From yesterday's post:
Fly fishing last summer in the Rio Grande near South Fork, the south fork of the Rio Grande, I reflected that I was standing in the same water, that a week or two later I might be drinking.
Standing in the middle of the Rio Grande in Colorado, pine trees swaying up the slope from the banks, mountain sides sweeping upwards on both banks, the smell of cool water, sage, and pine in the breeze, with patches of snow on the upper reaches, I thought to myself how different the same river appears over its long journey.
Months later I thought about how the Church is like the River. Starting fresh 2000 years ago in Jerusalem, small and vulnerable, much like the small rivulets that make their way down the slopes of Wolf Creek Pass joining together to form part of the Rio Grande.
But as she flows through time and space the river changes, and her surroundings change. Minerals and other waters flow in, vegetation and terrain change. And by the time she reaches my home in Laredo, she has carried tons of sediment, some contaminants, and massive amounts of water, giving drink to many towns and cities, farms, to domestic and wild animals. And she has picked up and filtered waste and debris.

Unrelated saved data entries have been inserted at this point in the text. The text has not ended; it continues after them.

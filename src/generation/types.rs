//! Core types for the generation domain

use serde::{Deserialize, Serialize};
use std::fmt;
use std::path::PathBuf;
use std::str::FromStr;

/// Call model of the generated request functions
#[derive(Debug, Clone, Copy, Default, PartialEq, Eq, Hash, Serialize, Deserialize)]
#[serde(rename_all = "lowercase")]
pub enum ClientMode {
    /// One blocking `requests` call per function
    #[default]
    Sync,
    /// One `aiohttp` session scoped to each function call
    Async,
}

impl ClientMode {
    /// Get the display name for this mode
    pub fn display_name(&self) -> &'static str {
        match self {
            ClientMode::Sync => "synchronous",
            ClientMode::Async => "asynchronous",
        }
    }

    /// Name of the client template rendered for this mode
    pub fn client_template(&self) -> &'static str {
        match self {
            ClientMode::Sync => "client_sync.py.tera",
            ClientMode::Async => "client_async.py.tera",
        }
    }

    /// Python HTTP library the generated client imports
    pub fn http_library(&self) -> &'static str {
        match self {
            ClientMode::Sync => "requests",
            ClientMode::Async => "aiohttp",
        }
    }
}

impl fmt::Display for ClientMode {
    fn fmt(&self, f: &mut fmt::Formatter<'_>) -> fmt::Result {
        match self {
            ClientMode::Sync => write!(f, "sync"),
            ClientMode::Async => write!(f, "async"),
        }
    }
}

impl FromStr for ClientMode {
    type Err = crate::generation::GenerationError;

    fn from_str(s: &str) -> Result<Self, Self::Err> {
        match s.to_lowercase().as_str() {
            "sync" | "synchronous" | "requests" => Ok(ClientMode::Sync),
            "async" | "asynchronous" | "aiohttp" => Ok(ClientMode::Async),
            _ => Err(crate::generation::GenerationError::InvalidConfiguration(
                format!("unknown client mode '{s}', expected 'sync' or 'async'"),
            )),
        }
    }
}

/// HTTP methods supported by OpenAPI path items
#[derive(Debug, Clone, Copy, PartialEq, Eq, Hash, Serialize, Deserialize)]
#[serde(rename_all = "lowercase")]
pub enum HttpMethod {
    Get,
    Put,
    Post,
    Delete,
    Options,
    Head,
    Patch,
    Trace,
}

impl HttpMethod {
    /// Get all HTTP methods as an array
    pub fn all() -> &'static [HttpMethod] {
        &[
            HttpMethod::Get,
            HttpMethod::Put,
            HttpMethod::Post,
            HttpMethod::Delete,
            HttpMethod::Options,
            HttpMethod::Head,
            HttpMethod::Patch,
            HttpMethod::Trace,
        ]
    }

    /// Lower-case method token as it appears in path items
    pub fn as_str(&self) -> &'static str {
        match self {
            HttpMethod::Get => "get",
            HttpMethod::Put => "put",
            HttpMethod::Post => "post",
            HttpMethod::Delete => "delete",
            HttpMethod::Options => "options",
            HttpMethod::Head => "head",
            HttpMethod::Patch => "patch",
            HttpMethod::Trace => "trace",
        }
    }
}

impl fmt::Display for HttpMethod {
    fn fmt(&self, f: &mut fmt::Formatter<'_>) -> fmt::Result {
        f.write_str(self.as_str())
    }
}

impl FromStr for HttpMethod {
    type Err = crate::generation::GenerationError;

    fn from_str(s: &str) -> Result<Self, Self::Err> {
        HttpMethod::all()
            .iter()
            .find(|method| method.as_str().eq_ignore_ascii_case(s))
            .copied()
            .ok_or_else(|| {
                crate::generation::GenerationError::ValidationError(format!(
                    "unknown HTTP method '{s}'"
                ))
            })
    }
}

/// Generated artifact
#[derive(Debug, Clone, PartialEq, Eq)]
pub struct Artifact {
    pub path: PathBuf,
    pub content: String,
}

impl Artifact {
    pub fn new(path: impl Into<PathBuf>, content: impl Into<String>) -> Self {
        Self {
            path: path.into(),
            content: content.into(),
        }
    }
}

/// Result of generation
#[derive(Debug, Clone)]
pub struct GenerationResult {
    pub artifacts: Vec<Artifact>,
    pub plan: crate::generation::GenerationPlan,
}
//! Error handling for configuration loading.
//!
//! This module defines the `Error` type raised while reading and merging the
//! TOML configuration file, along with a convenient `Result` type alias.
//!
//! # Examples
//!
//! ```
//! use pyclientgen::core::error::{Error, Result};
//!
//! fn require_output(output: Option<&str>) -> Result<&str> {
//!     output.ok_or_else(|| Error::config("output directory is required"))
//! }
//!
//! assert!(require_output(None).is_err());
//! ```

use thiserror::Error;

/// Result type for configuration operations
pub type Result<T> = std::result::Result<T, Error>;

/// Main error type for configuration operations
#[derive(Debug, Error)]
pub enum Error {
    /// I/O error
    #[error("I/O error: {0}")]
    Io(#[from] std::io::Error),

    /// TOML parsing error
    #[error("TOML parsing error: {0}")]
    Toml(#[from] toml::de::Error),

    /// Configuration error
    #[error("Configuration error: {0}")]
    Config(String),
}

impl Error {
    /// Create a new configuration error
    pub fn config<S: Into<String>>(msg: S) -> Self {
        Self::Config(msg.into())
    }
}

impl From<&str> for Error {
    fn from(s: &str) -> Self {
        Self::Config(s.to_string())
    }
}

impl From<String> for Error {
    fn from(s: String) -> Self {
        Self::Config(s)
    }
}
//! City set and pairwise distances.
//!
//! A [`World`] is loaded once and never resized. Distances are cached in a
//! row-major `n × n` table on construction.

/// A named city with planar coordinates.
#[derive(Debug, Clone, PartialEq)]
#[cfg_attr(feature = "serde", derive(serde::Serialize, serde::Deserialize))]
pub struct City {
    /// Display name.
    pub name: String,
    /// Horizontal coordinate.
    pub x: f64,
    /// Vertical coordinate.
    pub y: f64,
}

impl City {
    /// Creates a city.
    pub fn new(name: impl Into<String>, x: f64, y: f64) -> Self {
        Self {
            name: name.into(),
            x,
            y,
        }
    }

    /// Euclidean distance to another city.
    pub fn distance_to(&self, other: &City) -> f64 {
        let dx = self.x - other.x;
        let dy = self.y - other.y;
        (dx * dx + dy * dy).sqrt()
    }
}

/// Fixed city list with its cached distance table.
///
/// # Examples
///
/// ```
/// use u_antcolony::aco::World;
///
/// let world = World::from_coordinates(&[(0.0, 0.0), (3.0, 0.0), (0.0, 4.0)]);
/// assert_eq!(world.len(), 3);
/// assert!((world.distance(1, 2) - 5.0).abs() < 1e-12);
/// assert!((world.tour_length(&[0, 1, 2]) - 12.0).abs() < 1e-12);
/// ```
#[derive(Debug, Clone)]
pub struct World {
    cities: Vec<City>,
    distances: Vec<f64>,
}

impl World {
    /// Builds a world from an ordered city list.
    ///
    /// Duplicate coordinates are accepted here; they surface as
    /// [`AcoError::DegenerateGeometry`](super::AcoError::DegenerateGeometry)
    /// once an ant or a deposit meets the zero-length edge.
    pub fn new(cities: Vec<City>) -> Self {
        let distances = distance_table(&cities);
        Self { cities, distances }
    }

    /// Builds a world from bare coordinates, naming cities `City 0`, `City 1`, ...
    pub fn from_coordinates(coords: &[(f64, f64)]) -> Self {
        let cities = coords
            .iter()
            .enumerate()
            .map(|(i, &(x, y))| City::new(format!("City {i}"), x, y))
            .collect();
        Self::new(cities)
    }

    /// The built-in 12-city seed set of European capitals.
    pub fn default_cities() -> Vec<City> {
        vec![
            City::new("Warszawa", 52.2297, 21.0122),
            City::new("Berlin", 52.52, 13.405),
            City::new("Praga", 50.0755, 14.4378),
            City::new("Wiedeń", 48.2082, 16.3738),
            City::new("Bratysława", 48.1486, 17.1077),
            City::new("Budapeszt", 47.4979, 19.0402),
            City::new("Bukareszt", 44.4268, 26.1025),
            City::new("Sofia", 42.6977, 23.3219),
            City::new("Ateny", 37.9838, 23.7275),
            City::new("Zagrzeb", 45.815, 15.9819),
            City::new("Ljubljana", 46.0569, 14.5058),
            City::new("Rzym", 41.9028, 12.4964),
        ]
    }

    /// Number of cities.
    pub fn len(&self) -> usize {
        self.cities.len()
    }

    /// Whether the world has no cities.
    pub fn is_empty(&self) -> bool {
        self.cities.is_empty()
    }

    /// Read-only view of the cities, in load order.
    pub fn cities(&self) -> &[City] {
        &self.cities
    }

    /// The city at `index`, if any.
    pub fn city(&self, index: usize) -> Option<&City> {
        self.cities.get(index)
    }

    /// Euclidean distance between cities `i` and `j`.
    ///
    /// # Panics
    ///
    /// Panics if either index is out of range.
    #[inline]
    pub fn distance(&self, i: usize, j: usize) -> f64 {
        self.distances[i * self.cities.len() + j]
    }

    /// Total cyclic length of a tour, closing edge included.
    ///
    /// Tours with fewer than two cities have length zero.
    ///
    /// # Panics
    ///
    /// Panics if any index in `tour` is out of range.
    pub fn tour_length(&self, tour: &[usize]) -> f64 {
        match (tour.first(), tour.last()) {
            (Some(&first), Some(&last)) if tour.len() > 1 => {
                let open: f64 = tour.windows(2).map(|w| self.distance(w[0], w[1])).sum();
                open + self.distance(last, first)
            }
            _ => 0.0,
        }
    }
}

impl Default for World {
    fn default() -> Self {
        Self::new(Self::default_cities())
    }
}

fn distance_table(cities: &[City]) -> Vec<f64> {
    let n = cities.len();
    let row = |i: usize| -> Vec<f64> {
        (0..n)
            .map(|j| if i == j { 0.0 } else { cities[i].distance_to(&cities[j]) })
            .collect()
    };

    #[cfg(feature = "parallel")]
    {
        use rayon::prelude::*;
        (0..n).into_par_iter().flat_map_iter(row).collect()
    }

    #[cfg(not(feature = "parallel"))]
    {
        (0..n).flat_map(row).collect()
    }
}
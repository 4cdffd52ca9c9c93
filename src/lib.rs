//! Ant Colony Optimization solver for the symmetric Traveling Salesman Problem.
//!
//! - **World**: a fixed list of named cities with cached Euclidean distances.
//! - **Pheromone matrix**: symmetric trail strengths, evaporated and
//!   reinforced after every ant.
//! - **Ants**: stochastic tour construction with the classic
//!   `τ^α · (1/d)^β` transition rule.
//! - **Engine**: the run controller that owns the trails and the best tour
//!   for one in-memory session.
//!
//! # Architecture
//!
//! Everything is synchronous and single-threaded. Randomness is injected
//! through an explicit [`rand::Rng`], so seeded runs are reproducible.
//! Rendering and parameter forms are left to the caller, which only sets
//! parameters and reads back the cities and the best tour. The `wasm`
//! feature exposes exactly that surface to JavaScript.
//!
//! ```
//! use u_antcolony::aco::{AcoConfig, AcoEngine, World};
//!
//! let world = World::from_coordinates(&[(0.0, 0.0), (3.0, 0.0), (0.0, 4.0)]);
//! let mut engine = AcoEngine::new(world, AcoConfig::default().with_seed(1)).unwrap();
//! engine.run().unwrap();
//! assert!((engine.best_distance() - 12.0).abs() < 1e-9);
//! ```

pub mod aco;

#[cfg(feature = "wasm")]
pub mod wasm;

Yet even with the debris, waste, and changes, she remains a thing of beauty. She still brings liquid life to those along her banks. She washes away the waste.
So like the Church, who picks up debris and contaminants, yet still continues to bring life, and to take away the waste of the world.
And neither the River nor the Church do this without help from above. The river must be filled with rain from the heavens. So too the church without God is just a dry and empty wash. But when she allows God to flow through her, however imperfectly she is a thing of great beauty, no matter the setting she finds herself in.